Jorge Pinto espera que Portugal não apoie "ataque ilegal" norte-americano na Venezuela

Jorge Pinto
Foto: José Coelho/Lusa (arquivo)
O candidato presidencial mostra-se preocupado com a população portuguesa no país
O candidato presidencial Jorge Pinto pediu este sábado ao Governo português que não apoie o que considera ter sido um "ataque ilegal" dos Estados Unidos à Venezuela e mostrou-se preocupado com a população portuguesa no país.

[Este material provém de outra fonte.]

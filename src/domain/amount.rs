//! Amount type
//!
//! Domain primitive for monetary amounts expressed in whole currency units.
//! Request inputs (prices, salaries) are validated at construction time, so
//! an invalid amount never reaches the transaction workflow. Storage uses
//! NUMERIC columns, hence the conversion to `Decimal`.

use rust_decimal::Decimal;
use serde::{Deserialize, Serialize};
use std::fmt;

/// Maximum accepted amount (1 trillion)
const MAX_AMOUNT: i64 = 1_000_000_000_000;

/// Amount represents a validated monetary value in whole currency units.
///
/// # Invariants
/// - Value is always positive (> 0)
/// - Maximum value is 1 trillion
///
/// # Example
/// ```
/// use multifinance::domain::Amount;
///
/// let price = Amount::new(500_000).unwrap();
/// assert_eq!(price.value(), 500_000);
/// ```
#[derive(Debug, Clone, Copy, PartialEq, Eq, PartialOrd, Ord, Hash, Serialize, Deserialize)]
#[serde(try_from = "i64", into = "i64")]
pub struct Amount(i64);

/// Errors that can occur when creating an Amount
#[derive(Debug, Clone, PartialEq, Eq, thiserror::Error)]
pub enum AmountError {
    #[error("Amount must be positive (got {0})")]
    NotPositive(i64),

    #[error("Amount exceeds maximum allowed value ({MAX_AMOUNT})")]
    Overflow,
}

impl Amount {
    /// Create a new Amount with validation.
    ///
    /// # Errors
    /// - `AmountError::NotPositive` if value <= 0
    /// - `AmountError::Overflow` if value > 1 trillion
    pub fn new(value: i64) -> Result<Self, AmountError> {
        if value <= 0 {
            return Err(AmountError::NotPositive(value));
        }

        if value > MAX_AMOUNT {
            return Err(AmountError::Overflow);
        }

        Ok(Self(value))
    }

    /// Get the underlying value.
    pub fn value(&self) -> i64 {
        self.0
    }

    /// Value as a `Decimal`, for NUMERIC columns.
    pub fn to_decimal(&self) -> Decimal {
        Decimal::from(self.0)
    }

    /// Whether this amount is strictly greater than `limit`.
    /// Equal values are within the limit.
    pub fn exceeds(&self, limit: Decimal) -> bool {
        self.to_decimal() > limit
    }
}

impl fmt::Display for Amount {
    fn fmt(&self, f: &mut fmt::Formatter<'_>) -> fmt::Result {
        write!(f, "{}", self.0)
    }
}

impl TryFrom<i64> for Amount {
    type Error = AmountError;

    fn try_from(value: i64) -> Result<Self, Self::Error> {
        Amount::new(value)
    }
}

impl From<Amount> for i64 {
    fn from(amount: Amount) -> Self {
        amount.0
    }
}
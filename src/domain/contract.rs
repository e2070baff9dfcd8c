//! Contract numbers
//!
//! `TRX` + creation date (`YYYYMMDD`) + customer id zero-padded to 4 digits.
//! The scheme repeats when a customer buys twice on the same day.

use chrono::NaiveDate;

pub const CONTRACT_PREFIX: &str = "TRX";

pub fn contract_number(customer_id: i64, date: NaiveDate) -> String {
    format!("{}{}{:04}", CONTRACT_PREFIX, date.format("%Y%m%d"), customer_id)
}
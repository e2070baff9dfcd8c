//! multifinance Library
//!
//! Installment back-office service: customer onboarding, sessions, credit
//! limits and limit-checked transaction creation. Re-exports modules for
//! the server binary, the utility binaries and integration tests.

pub mod api;
pub mod auth;
pub mod config;
pub mod db;
pub mod domain;
pub mod handlers;
pub mod idempotency;
pub mod jobs;
pub mod repository;

mod error;

use sqlx::postgres::PgPoolOptions;
use sqlx::PgPool;
use tracing_subscriber::{layer::SubscriberExt, util::SubscriberInitExt};

pub use config::{Config, LogFormat};
pub use domain::{Amount, AmountError, DomainError, OperationContext};
pub use error::{AppError, ErrorResponse};

/// Default filter when `RUST_LOG` is unset
const DEFAULT_LOG_FILTER: &str = "multifinance=debug,tower_http=debug";

/// Initialize tracing/logging
pub fn init_tracing(format: LogFormat) {
    let filter = tracing_subscriber::EnvFilter::try_from_default_env()
        .unwrap_or_else(|_| DEFAULT_LOG_FILTER.into());
    let registry = tracing_subscriber::registry().with(filter);

    match format {
        LogFormat::Json => registry.with(tracing_subscriber::fmt::layer().json()).init(),
        LogFormat::Pretty => registry.with(tracing_subscriber::fmt::layer()).init(),
    }
}

/// Create the shared pool from configuration
pub async fn connect_pool(config: &Config) -> Result<PgPool, sqlx::Error> {
    PgPoolOptions::new()
        .max_connections(config.database_max_connections)
        .acquire_timeout(std::time::Duration::from_secs(
            config.database_acquire_timeout_secs,
        ))
        .connect(&config.database_url)
        .await
}
//! Database module
//!
//! Connection checks and schema bootstrap.

use sqlx::{Executor, PgPool};

/// Idempotent DDL for every table the service uses
pub const SCHEMA: &str = include_str!("../migrations/0001_init.sql");

/// Arbitrary key for `pg_advisory_xact_lock`
const SCHEMA_LOCK_KEY: i64 = 0x6d66_0001;

const REQUIRED_TABLES: &[&str] = &[
    "customers",
    "credit_limits",
    "transactions",
    "customer_sessions",
    "idempotency_keys",
];

/// Verify database connectivity
pub async fn verify_connection(pool: &PgPool) -> Result<(), sqlx::Error> {
    sqlx::query("SELECT 1").execute(pool).await?;

    Ok(())
}

/// Apply the schema. Safe to run repeatedly; concurrent callers are
/// serialized on an advisory lock held for the transaction.
pub async fn apply_schema(pool: &PgPool) -> Result<(), sqlx::Error> {
    let mut tx = pool.begin().await?;

    sqlx::query("SELECT pg_advisory_xact_lock($1)")
        .bind(SCHEMA_LOCK_KEY)
        .execute(&mut *tx)
        .await?;
    (&mut *tx).execute(SCHEMA).await?;

    tx.commit().await?;
    tracing::info!("Database schema applied");
    Ok(())
}

/// Check if required tables exist
pub async fn check_schema(pool: &PgPool) -> Result<bool, sqlx::Error> {
    for table in REQUIRED_TABLES {
        let exists: bool = sqlx::query_scalar(
            r#"
            SELECT EXISTS (
                SELECT 1 FROM information_schema.tables
                WHERE table_schema = 'public' AND table_name = $1
            )
            "#,
        )
        .bind(*table)
        .fetch_one(pool)
        .await?;

        if !exists {
            tracing::error!("Required table '{}' does not exist", table);
            return Ok(false);
        }
    }

    Ok(true)
}
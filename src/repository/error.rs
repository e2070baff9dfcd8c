//! Storage Errors
//!
//! Error type shared by the repositories. Unique-key violations are
//! classified here from the database error, so callers match on a variant
//! instead of inspecting messages.

/// Errors that can occur in the storage layer
#[derive(Debug, thiserror::Error)]
pub enum StorageError {
    /// A unique or primary-key constraint rejected the write
    #[error("Unique constraint violated: {constraint}")]
    UniqueViolation { constraint: String },

    /// No row matched the lookup
    #[error("Record not found")]
    NotFound,

    /// Any other database fault
    #[error("Database error: {0}")]
    Database(sqlx::Error),
}

impl StorageError {
    /// Whether this is a unique violation on the given constraint
    pub fn is_unique_violation_on(&self, name: &str) -> bool {
        matches!(self, StorageError::UniqueViolation { constraint } if constraint == name)
    }

    pub fn is_not_found(&self) -> bool {
        matches!(self, StorageError::NotFound)
    }
}

impl From<sqlx::Error> for StorageError {
    fn from(err: sqlx::Error) -> Self {
        match &err {
            sqlx::Error::RowNotFound => StorageError::NotFound,
            sqlx::Error::Database(db_err) if db_err.is_unique_violation() => {
                StorageError::UniqueViolation {
                    constraint: db_err.constraint().unwrap_or("unknown").to_string(),
                }
            }
            _ => StorageError::Database(err),
        }
    }
}
//! Session Repository
//!
//! Opaque bearer tokens are stored only as their SHA-256 hex digest.

use chrono::{DateTime, Utc};
use sqlx::PgPool;

use crate::auth::TokenType;

use super::StorageError;

#[derive(Debug, Clone)]
pub struct SessionRepository {
    pool: PgPool,
}

impl SessionRepository {
    pub fn new(pool: PgPool) -> Self {
        Self { pool }
    }

    pub async fn insert(
        &self,
        token_hash: &str,
        customer_id: i64,
        token_type: TokenType,
        expires_at: DateTime<Utc>,
    ) -> Result<(), StorageError> {
        sqlx::query(
            r#"
            INSERT INTO customer_sessions (token_hash, customer_id, token_type, expires_at)
            VALUES ($1, $2, $3, $4)
            "#,
        )
        .bind(token_hash)
        .bind(customer_id)
        .bind(token_type.as_str())
        .bind(expires_at)
        .execute(&self.pool)
        .await?;

        Ok(())
    }

    /// Customer owning an unexpired session of the given type
    pub async fn find_active_customer(
        &self,
        token_hash: &str,
        token_type: TokenType,
    ) -> Result<Option<i64>, StorageError> {
        let customer_id: Option<i64> = sqlx::query_scalar(
            r#"
            SELECT customer_id FROM customer_sessions
            WHERE token_hash = $1 AND token_type = $2 AND expires_at > NOW()
            "#,
        )
        .bind(token_hash)
        .bind(token_type.as_str())
        .fetch_optional(&self.pool)
        .await?;

        Ok(customer_id)
    }

    /// Revoke every session of one type for a customer
    pub async fn revoke_all(
        &self,
        customer_id: i64,
        token_type: TokenType,
    ) -> Result<u64, StorageError> {
        let rows = sqlx::query(
            "DELETE FROM customer_sessions WHERE customer_id = $1 AND token_type = $2",
        )
        .bind(customer_id)
        .bind(token_type.as_str())
        .execute(&self.pool)
        .await?
        .rows_affected();

        Ok(rows)
    }

    pub async fn cleanup_expired(&self) -> Result<u64, StorageError> {
        let rows = sqlx::query("DELETE FROM customer_sessions WHERE expires_at < NOW()")
            .execute(&self.pool)
            .await?
            .rows_affected();

        Ok(rows)
    }
}
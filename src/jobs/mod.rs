//! Scheduled Jobs
//!
//! Background jobs for periodic maintenance tasks: purging expired sessions
//! and expired idempotency keys so neither table grows without bound.

use chrono::{DateTime, Utc};
use sqlx::PgPool;
use std::time::Duration;
use tokio::time::interval;

use crate::idempotency::{IdempotencyError, IdempotencyRepository};
use crate::repository::{SessionRepository, StorageError};

// =========================================================================
// Expired Session Cleanup Job
// =========================================================================

/// Delete access and refresh sessions past their expiry
pub async fn delete_expired_sessions(pool: &PgPool) -> Result<u64, JobError> {
    let rows_deleted = SessionRepository::new(pool.clone())
        .cleanup_expired()
        .await?;

    if rows_deleted > 0 {
        tracing::info!(rows_deleted = rows_deleted, "Deleted expired sessions");
    }

    Ok(rows_deleted)
}

// =========================================================================
// Expired Idempotency Key Deletion Job
// =========================================================================

/// Delete expired idempotency keys
/// Keys older than their expiration time (default 24 hours) are removed
pub async fn delete_expired_idempotency_keys(pool: &PgPool) -> Result<u64, JobError> {
    let rows_deleted = IdempotencyRepository::new(pool.clone())
        .cleanup_expired()
        .await?;

    if rows_deleted > 0 {
        tracing::info!(
            rows_deleted = rows_deleted,
            "Deleted expired idempotency keys"
        );
    }

    Ok(rows_deleted)
}

// =========================================================================
// Job Scheduler
// =========================================================================

/// Configuration for job scheduler
#[derive(Debug, Clone)]
pub struct JobSchedulerConfig {
    /// Interval for session cleanup (default: 5 minutes)
    pub session_cleanup_interval: Duration,
    /// Interval for idempotency key cleanup (default: 1 hour)
    pub idempotency_cleanup_interval: Duration,
}

impl Default for JobSchedulerConfig {
    fn default() -> Self {
        Self {
            session_cleanup_interval: Duration::from_secs(300),
            idempotency_cleanup_interval: Duration::from_secs(3600),
        }
    }
}

/// Job Scheduler - runs periodic maintenance tasks
pub struct JobScheduler {
    pool: PgPool,
    config: JobSchedulerConfig,
}

impl JobScheduler {
    /// Create a new job scheduler
    pub fn new(pool: PgPool) -> Self {
        Self {
            pool,
            config: JobSchedulerConfig::default(),
        }
    }

    /// Start the job scheduler in the background
    /// Returns a handle that can be used to abort the scheduler
    pub fn start(self) -> tokio::task::JoinHandle<()> {
        tokio::spawn(async move {
            self.run().await;
        })
    }

    async fn run(&self) {
        tracing::info!("Job scheduler started");

        let mut session_interval = interval(self.config.session_cleanup_interval);
        let mut idempotency_interval = interval(self.config.idempotency_cleanup_interval);

        loop {
            tokio::select! {
                _ = session_interval.tick() => {
                    if let Err(e) = delete_expired_sessions(&self.pool).await {
                        tracing::error!(error = %e, "Session cleanup failed");
                    }
                }
                _ = idempotency_interval.tick() => {
                    if let Err(e) = delete_expired_idempotency_keys(&self.pool).await {
                        tracing::error!(error = %e, "Idempotency key deletion failed");
                    }
                }
            }
        }
    }

    /// Run all maintenance jobs once (for manual trigger or testing)
    pub async fn run_all_once(&self) -> MaintenanceReport {
        let mut report = MaintenanceReport::default();

        match delete_expired_sessions(&self.pool).await {
            Ok(count) => report.sessions_deleted = count,
            Err(e) => report.errors.push(format!("Session cleanup: {}", e)),
        }

        match delete_expired_idempotency_keys(&self.pool).await {
            Ok(count) => report.idempotency_keys_deleted = count,
            Err(e) => report.errors.push(format!("Idempotency deletion: {}", e)),
        }

        report.completed_at = Utc::now();
        report
    }
}

/// Report from running maintenance jobs
#[derive(Debug, Clone, Default)]
pub struct MaintenanceReport {
    pub sessions_deleted: u64,
    pub idempotency_keys_deleted: u64,
    pub errors: Vec<String>,
    pub completed_at: DateTime<Utc>,
}

impl MaintenanceReport {
    pub fn is_clean(&self) -> bool {
        self.errors.is_empty()
    }
}

/// Job execution errors
#[derive(Debug, thiserror::Error)]
pub enum JobError {
    #[error("Storage error: {0}")]
    Storage(#[from] StorageError),

    #[error("Idempotency store error: {0}")]
    Idempotency(#[from] IdempotencyError),
}

#[cfg(test)]
mod tests {
    use super::*;

    #[test]
    fn test_job_scheduler_config_default() {
        let config = JobSchedulerConfig::default();
        assert_eq!(config.session_cleanup_interval, Duration::from_secs(300));
        assert_eq!(config.idempotency_cleanup_interval, Duration::from_secs(3600));
    }

    #[test]
    fn test_maintenance_report_default() {
        let report = MaintenanceReport::default();
        assert_eq!(report.sessions_deleted, 0);
        assert_eq!(report.idempotency_keys_deleted, 0);
        assert!(report.is_clean());
    }
}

Em declarações aos jornalistas à margem de uma visita ao Mercado da Graça, em Ponta Delgada, Açores, Jorge Pinto defendeu que, "independentemente do que se possa achar sobre Maduro e o seu regime", o "que está em causa é um ataque ilegal ao direito internacional que deve preocupar a todos".
"Espero bem que do lado português, do lado europeu, da NATO, não haja qualquer apoio a este ataque. Hoje é a Venezuela, quem será amanhã? O que acontece se amanhã quem for atacado for, por exemplo, a Gronelândia? O que dirão os outros países? Acredito na defesa do direito internacional em qualquer parte do planeta. Não acredito em bons ou maus imperialismos, em boas ou más agressões", disse o candidato à Presidência da República apoiado pelo Livre, em declarações captadas pelas televisões.
Jorge Pinto manifestou também a sua preocupação com a população portuguesa e luso-descendente no país e reforçou que está em causa uma "agressão ilegal em todos os seus sentidos", em relação à qual os políticos portugueses devem ser "muito claros" no seu repúdio.
"É muito importante que o próximo Presidente da República esteja à altura destes desafios e que seja claro ao dizer que tropas portuguesas não serão nunca enviadas para um cenário de guerra que seja ilegal aos olhos do direito internacional", frisou ainda.
O presidente norte-americano, Donald Trump, anunciou hoje um "ataque em grande escala" na Venezuela para a captura do chefe do Estado venezuelano, Nicolas Maduro, que foi retirado à força do país.
O Governo de Caracas denunciou uma "gravíssima agressão militar" dos Estados Unidos, após explosões na capital durante a noite, e decretou o estado de exceção.